Books

Witness to an Extreme Century, by Robert Jay Lifton

Near the end of his memoir, Robert Lifton writes about Victor T., a Jewish doctor who had been an inmate at Auschwitz. While at Auschwitz he acted heroically, tending to patients in one of the camp's infirmaries and often endangering his own life in order to save theirs. Yet when Lifton went to interview Dr. T in the late 1970s, he found that he was haunted by his actions at Auschwitz, critical of himself for perceived failures and for things that he did in order to survive. Lifton had witnessed this same self-criticism in an American soldier who had refused to participate in the My Lai massacre. He began to discern a link between the capacity to be self-critical and the capacity to resist evil. It was one of the more startling insights that he gained in a lifetime of studying evil and atrocity.

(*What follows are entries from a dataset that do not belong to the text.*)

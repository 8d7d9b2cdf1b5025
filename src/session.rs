//! Append-only history of every number created during a run, plus the
//! current selection.

use tracing::debug;

use crate::complex::Complex;
use crate::error::SessionError;

#[derive(Debug, Clone, Default)]
pub struct Session {
    numbers: Vec<Complex<f64>>,
    current: Option<usize>,
}

impl Session {
    pub fn new() -> Self {
        Session::default()
    }

    /// Appends `z` and makes it the current number. Returns its index.
    pub fn push(&mut self, z: Complex<f64>) -> usize {
        let index = self.numbers.len();
        self.numbers.push(z);
        self.current = Some(index);
        debug!(index, value = %z, "pushed number");
        index
    }

    /// Appends every root in order. The first one (the principal root)
    /// becomes current. Returns `None` when `roots` is empty.
    pub fn push_roots(&mut self, roots: &[Complex<f64>]) -> Option<usize> {
        let first = self.numbers.len();
        if roots.is_empty() {
            return None;
        }
        self.numbers.extend_from_slice(roots);
        self.current = Some(first);
        debug!(first, count = roots.len(), "pushed roots");
        Some(first)
    }

    pub fn select(&mut self, index: usize) -> Result<Complex<f64>, SessionError> {
        let z = self.get(index)?;
        self.current = Some(index);
        debug!(index, value = %z, "selected number");
        Ok(z)
    }

    pub fn get(&self, index: usize) -> Result<Complex<f64>, SessionError> {
        self.numbers
            .get(index)
            .copied()
            .ok_or(SessionError::IndexOutOfRange {
                index,
                len: self.numbers.len(),
            })
    }

    pub fn current(&self) -> Option<(usize, Complex<f64>)> {
        self.current.map(|index| (index, self.numbers[index]))
    }

    pub fn require_current(&self) -> Result<Complex<f64>, SessionError> {
        self.current()
            .map(|(_, z)| z)
            .ok_or(SessionError::NoSelection)
    }

    /// Fails unless the list holds at least `needed` numbers.
    pub fn require_len(&self, needed: usize) -> Result<(), SessionError> {
        if self.numbers.len() < needed {
            return Err(SessionError::NotEnoughNumbers { needed });
        }
        Ok(())
    }

    pub fn len(&self) -> usize {
        self.numbers.len()
    }

    pub fn is_empty(&self) -> bool {
        self.numbers.is_empty()
    }

    pub fn iter(&self) -> impl Iterator<Item = &Complex<f64>> {
        self.numbers.iter()
    }
}
//! Loss history for monitoring CartoonGAN training
//!
//! Every recorded loss is kept for the whole run; epoch summaries are
//! computed from the position where the epoch started.

use std::collections::BTreeMap;
use std::fmt;
use std::path::Path;

use serde::{Deserialize, Serialize};

use crate::error::Result;

/// Name of a tracked loss series
#[derive(Debug, Clone, Copy, PartialEq, Eq, PartialOrd, Ord, Hash, Serialize, Deserialize)]
#[serde(rename_all = "snake_case")]
pub enum LossKind {
    /// Scaled feature-space L1 during pretraining
    Reconstruction,
    /// Sum of the three discriminator BCE terms
    Discriminator,
    /// Generator adversarial BCE term
    Generator,
    /// Weighted content loss during adversarial training
    Content,
}

impl LossKind {
    /// Every loss kind, in recording order
    pub const ALL: [LossKind; 4] = [
        LossKind::Reconstruction,
        LossKind::Discriminator,
        LossKind::Generator,
        LossKind::Content,
    ];

    pub fn as_str(&self) -> &'static str {
        match self {
            LossKind::Reconstruction => "reconstruction",
            LossKind::Discriminator => "discriminator",
            LossKind::Generator => "generator",
            LossKind::Content => "content",
        }
    }
}

impl fmt::Display for LossKind {
    fn fmt(&self, f: &mut fmt::Formatter<'_>) -> fmt::Result {
        f.write_str(self.as_str())
    }
}

/// Append-only loss series plus timing for one training phase
#[derive(Debug, Clone, Default, PartialEq, Serialize, Deserialize)]
pub struct LossAccumulator {
    /// Per-batch loss values by kind
    pub losses: BTreeMap<LossKind, Vec<f64>>,
    /// Wall time of each epoch in seconds
    pub per_epoch_time: Vec<f64>,
    /// Wall time of the whole phase in seconds
    pub total_time: Option<f64>,
}

impl LossAccumulator {
    /// Create new empty history
    pub fn new() -> Self {
        Self::default()
    }

    /// Append one batch loss
    pub fn record(&mut self, kind: LossKind, value: f64) {
        self.losses.entry(kind).or_default().push(value);
    }

    /// All recorded values of a kind
    pub fn series(&self, kind: LossKind) -> &[f64] {
        self.losses.get(&kind).map(Vec::as_slice).unwrap_or(&[])
    }

    /// Number of recorded values of a kind
    pub fn len(&self, kind: LossKind) -> usize {
        self.series(kind).len()
    }

    /// True when nothing has been recorded
    pub fn is_empty(&self) -> bool {
        self.losses.values().all(Vec::is_empty)
    }

    /// Latest value of a kind
    pub fn latest(&self, kind: LossKind) -> Option<f64> {
        self.series(kind).last().copied()
    }

    /// Mean of the values recorded at or after `start`
    pub fn mean_since(&self, kind: LossKind, start: usize) -> f64 {
        let series = self.series(kind);
        if start >= series.len() {
            return 0.0;
        }
        let tail = &series[start..];
        tail.iter().sum::<f64>() / tail.len() as f64
    }

    /// Moving average of the last `window` values of a kind
    pub fn moving_average(&self, kind: LossKind, window: usize) -> f64 {
        moving_average(self.series(kind), window)
    }

    /// Record the wall time of a finished epoch
    pub fn record_epoch_time(&mut self, seconds: f64) {
        self.per_epoch_time.push(seconds);
    }

    /// Number of finished epochs
    pub fn num_epochs(&self) -> usize {
        self.per_epoch_time.len()
    }

    /// Mean epoch wall time
    pub fn mean_epoch_time(&self) -> f64 {
        moving_average(&self.per_epoch_time, self.per_epoch_time.len())
    }

    /// Check if adversarial training appears to have collapsed
    ///
    /// Collapse indicators:
    /// - Discriminator loss very low (separates cartoons from generated images trivially)
    /// - Generator adversarial loss very high (cannot fool the discriminator)
    pub fn check_mode_collapse(&self, window: usize) -> bool {
        if self.len(LossKind::Discriminator) < window || window == 0 {
            return false;
        }

        let disc_ma = self.moving_average(LossKind::Discriminator, window);
        let gen_ma = self.moving_average(LossKind::Generator, window);

        disc_ma < 0.1 && gen_ma > 5.0
    }

    /// Save as pretty JSON
    pub fn save_json(&self, path: impl AsRef<Path>) -> Result<()> {
        std::fs::write(path, serde_json::to_string_pretty(self)?)?;
        Ok(())
    }

    /// Load from JSON
    pub fn load_json(path: impl AsRef<Path>) -> Result<Self> {
        let content = std::fs::read_to_string(path)?;
        Ok(serde_json::from_str(&content)?)
    }

    /// Save the loss series to a CSV file, one row per step
    ///
    /// Series of different length leave trailing cells empty.
    pub fn save_csv(&self, path: impl AsRef<Path>) -> Result<()> {
        let mut writer = csv::Writer::from_path(path)?;

        let kinds: Vec<LossKind> = LossKind::ALL
            .into_iter()
            .filter(|kind| self.len(*kind) > 0)
            .collect();

        let mut header = vec!["step".to_string()];
        header.extend(kinds.iter().map(|k| k.to_string()));
        writer.write_record(&header)?;

        let rows = kinds.iter().map(|k| self.len(*k)).max().unwrap_or(0);
        for i in 0..rows {
            let mut record = vec![(i + 1).to_string()];
            for kind in &kinds {
                record.push(
                    self.series(*kind)
                        .get(i)
                        .map(|v| v.to_string())
                        .unwrap_or_default(),
                );
            }
            writer.write_record(&record)?;
        }

        writer.flush()?;
        Ok(())
    }
}

/// Histories of both training phases, owned by the trainer and returned to the caller
#[derive(Debug, Clone, Default, PartialEq, Serialize, Deserialize)]
pub struct TrainingHistory {
    /// Reconstruction pretraining
    pub pretrain: LossAccumulator,
    /// Adversarial training
    pub adversarial: LossAccumulator,
}

/// Calculate moving average of last `window` values
fn moving_average(values: &[f64], window: usize) -> f64 {
    if values.is_empty() || window == 0 {
        return 0.0;
    }

    let n = window.min(values.len());
    let sum: f64 = values.iter().rev().take(n).sum();
    sum / n as f64
}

Lifton has spent his career interviewing people who participated in traumatic historical events and trying to understand how cultural, governmental and religious forces can manipulate and change a person over time—and how some people can resist. In the process he has become a critic of rigid dogmatism. He was a leading advocate in the anti-nuclear armament movement and the peace movement of the Vietnam era.

Lifton found his life's work by accident. As a U.S. Air Force psychologist in the early 1950s he interviewed recently repatriated American POWs who had been victims of the Chinese government's efforts at thought reform. He later interviewed French missionaries and Chinese refugees who had been subjected to the same brainwashing techniques. His study launched his career as a psychologist of war and violence. Some of his essential insights from that early work followed him into subsequent studies of nuclear holocaust survivors in Hiroshima, Vietnam veterans, and German doctors who willingly served in concentration camps during World War II.